Use the entries below and reproduce exactly the lines from the one containing "window resize handling" down to the one containing "pub use setup::*;", both of them included.
------ Given data ------
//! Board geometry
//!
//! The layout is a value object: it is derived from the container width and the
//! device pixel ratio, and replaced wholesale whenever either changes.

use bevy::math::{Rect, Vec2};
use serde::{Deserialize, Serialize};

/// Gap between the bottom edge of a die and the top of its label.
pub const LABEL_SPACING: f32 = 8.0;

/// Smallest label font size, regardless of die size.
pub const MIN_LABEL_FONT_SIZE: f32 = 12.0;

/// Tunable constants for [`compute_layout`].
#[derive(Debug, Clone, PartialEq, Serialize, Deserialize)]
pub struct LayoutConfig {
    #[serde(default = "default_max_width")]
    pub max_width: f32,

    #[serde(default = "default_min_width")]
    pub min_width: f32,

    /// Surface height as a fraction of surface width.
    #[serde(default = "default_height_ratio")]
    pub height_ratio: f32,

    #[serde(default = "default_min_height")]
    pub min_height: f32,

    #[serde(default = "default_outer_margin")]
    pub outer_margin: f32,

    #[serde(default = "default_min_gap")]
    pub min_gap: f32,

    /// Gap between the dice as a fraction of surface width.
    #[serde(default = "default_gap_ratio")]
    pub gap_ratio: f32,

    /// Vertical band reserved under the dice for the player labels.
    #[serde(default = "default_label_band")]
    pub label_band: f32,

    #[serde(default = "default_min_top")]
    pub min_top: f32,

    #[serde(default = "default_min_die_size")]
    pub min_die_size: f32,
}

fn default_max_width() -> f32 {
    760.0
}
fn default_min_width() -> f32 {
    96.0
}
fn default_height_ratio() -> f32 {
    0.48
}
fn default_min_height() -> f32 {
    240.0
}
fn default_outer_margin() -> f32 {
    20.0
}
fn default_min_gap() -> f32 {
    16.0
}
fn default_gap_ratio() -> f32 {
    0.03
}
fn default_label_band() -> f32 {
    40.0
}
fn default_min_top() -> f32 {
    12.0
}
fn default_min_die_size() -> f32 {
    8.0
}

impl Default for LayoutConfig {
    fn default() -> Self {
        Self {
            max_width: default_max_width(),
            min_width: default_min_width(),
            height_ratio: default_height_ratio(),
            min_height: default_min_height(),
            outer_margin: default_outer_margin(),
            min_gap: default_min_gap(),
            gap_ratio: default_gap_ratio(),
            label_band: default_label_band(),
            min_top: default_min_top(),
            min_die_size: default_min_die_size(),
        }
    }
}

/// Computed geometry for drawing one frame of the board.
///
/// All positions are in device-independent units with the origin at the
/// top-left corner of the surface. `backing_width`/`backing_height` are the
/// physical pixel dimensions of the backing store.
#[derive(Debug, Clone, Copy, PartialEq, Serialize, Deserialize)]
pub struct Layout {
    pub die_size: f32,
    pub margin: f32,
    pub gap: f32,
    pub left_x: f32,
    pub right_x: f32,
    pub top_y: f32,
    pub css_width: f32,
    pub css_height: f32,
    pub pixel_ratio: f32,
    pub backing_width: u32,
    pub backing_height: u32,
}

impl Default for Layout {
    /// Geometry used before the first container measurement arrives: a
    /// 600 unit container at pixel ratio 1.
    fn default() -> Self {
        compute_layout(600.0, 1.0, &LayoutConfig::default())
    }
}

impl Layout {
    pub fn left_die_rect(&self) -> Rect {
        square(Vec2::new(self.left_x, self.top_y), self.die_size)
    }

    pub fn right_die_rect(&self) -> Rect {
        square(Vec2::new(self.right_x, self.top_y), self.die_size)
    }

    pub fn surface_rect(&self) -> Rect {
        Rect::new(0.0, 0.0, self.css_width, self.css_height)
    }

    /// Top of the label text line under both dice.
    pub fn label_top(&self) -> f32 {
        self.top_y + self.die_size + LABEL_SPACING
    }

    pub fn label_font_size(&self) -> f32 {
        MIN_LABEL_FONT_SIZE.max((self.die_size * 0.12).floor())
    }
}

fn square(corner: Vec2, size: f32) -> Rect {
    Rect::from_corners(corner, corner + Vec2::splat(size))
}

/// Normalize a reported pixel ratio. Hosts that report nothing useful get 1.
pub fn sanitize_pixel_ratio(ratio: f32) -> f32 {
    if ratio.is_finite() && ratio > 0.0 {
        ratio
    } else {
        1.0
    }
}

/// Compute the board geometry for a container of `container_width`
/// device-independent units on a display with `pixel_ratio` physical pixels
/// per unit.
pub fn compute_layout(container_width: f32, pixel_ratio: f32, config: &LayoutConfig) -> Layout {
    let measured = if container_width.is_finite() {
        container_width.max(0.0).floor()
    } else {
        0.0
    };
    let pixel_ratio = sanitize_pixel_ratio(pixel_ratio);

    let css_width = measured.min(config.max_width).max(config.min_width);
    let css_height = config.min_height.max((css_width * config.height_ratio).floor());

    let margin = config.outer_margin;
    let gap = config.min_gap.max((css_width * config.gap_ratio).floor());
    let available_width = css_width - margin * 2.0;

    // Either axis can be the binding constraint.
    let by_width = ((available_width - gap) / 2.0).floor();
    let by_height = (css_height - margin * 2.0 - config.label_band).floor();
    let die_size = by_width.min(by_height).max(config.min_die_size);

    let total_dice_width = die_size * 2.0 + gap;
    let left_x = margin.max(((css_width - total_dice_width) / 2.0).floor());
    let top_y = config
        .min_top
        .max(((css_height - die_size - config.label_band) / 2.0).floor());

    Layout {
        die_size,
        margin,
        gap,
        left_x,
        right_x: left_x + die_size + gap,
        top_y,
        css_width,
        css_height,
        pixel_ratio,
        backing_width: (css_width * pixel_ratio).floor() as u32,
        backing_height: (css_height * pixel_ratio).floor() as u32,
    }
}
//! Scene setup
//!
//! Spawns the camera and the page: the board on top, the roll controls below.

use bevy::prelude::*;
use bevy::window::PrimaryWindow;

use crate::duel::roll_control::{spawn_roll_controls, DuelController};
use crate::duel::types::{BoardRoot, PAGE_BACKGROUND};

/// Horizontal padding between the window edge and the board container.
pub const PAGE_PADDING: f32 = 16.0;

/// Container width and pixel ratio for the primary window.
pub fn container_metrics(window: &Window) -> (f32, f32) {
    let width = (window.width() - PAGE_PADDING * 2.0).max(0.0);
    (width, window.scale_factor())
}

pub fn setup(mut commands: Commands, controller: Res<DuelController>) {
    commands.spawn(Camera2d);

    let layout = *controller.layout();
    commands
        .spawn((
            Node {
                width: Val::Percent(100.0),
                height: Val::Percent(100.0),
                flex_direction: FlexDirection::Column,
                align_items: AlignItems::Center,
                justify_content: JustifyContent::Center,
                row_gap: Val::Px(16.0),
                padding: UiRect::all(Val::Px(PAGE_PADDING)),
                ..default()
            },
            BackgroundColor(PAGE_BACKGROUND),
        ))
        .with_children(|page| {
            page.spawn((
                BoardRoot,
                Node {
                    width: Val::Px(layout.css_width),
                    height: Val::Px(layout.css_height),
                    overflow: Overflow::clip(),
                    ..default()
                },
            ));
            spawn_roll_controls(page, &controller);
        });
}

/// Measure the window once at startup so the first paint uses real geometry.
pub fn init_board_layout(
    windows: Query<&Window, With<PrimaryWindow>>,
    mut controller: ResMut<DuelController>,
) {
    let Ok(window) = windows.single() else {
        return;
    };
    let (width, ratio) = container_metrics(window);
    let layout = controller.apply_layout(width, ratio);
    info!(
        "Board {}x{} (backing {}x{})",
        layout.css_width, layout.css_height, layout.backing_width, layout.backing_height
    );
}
------
------ Given data ------
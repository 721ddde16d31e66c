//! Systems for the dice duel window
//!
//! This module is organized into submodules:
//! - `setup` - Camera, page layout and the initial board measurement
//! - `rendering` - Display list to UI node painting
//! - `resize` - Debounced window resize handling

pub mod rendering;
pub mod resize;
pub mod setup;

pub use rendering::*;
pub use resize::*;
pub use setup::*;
------
§ **Worked solution**:
//! - `resize` - Debounced window resize handling

pub mod rendering;
pub mod resize;
pub mod setup;

pub use rendering::*;
pub use resize::*;
pub use setup::*;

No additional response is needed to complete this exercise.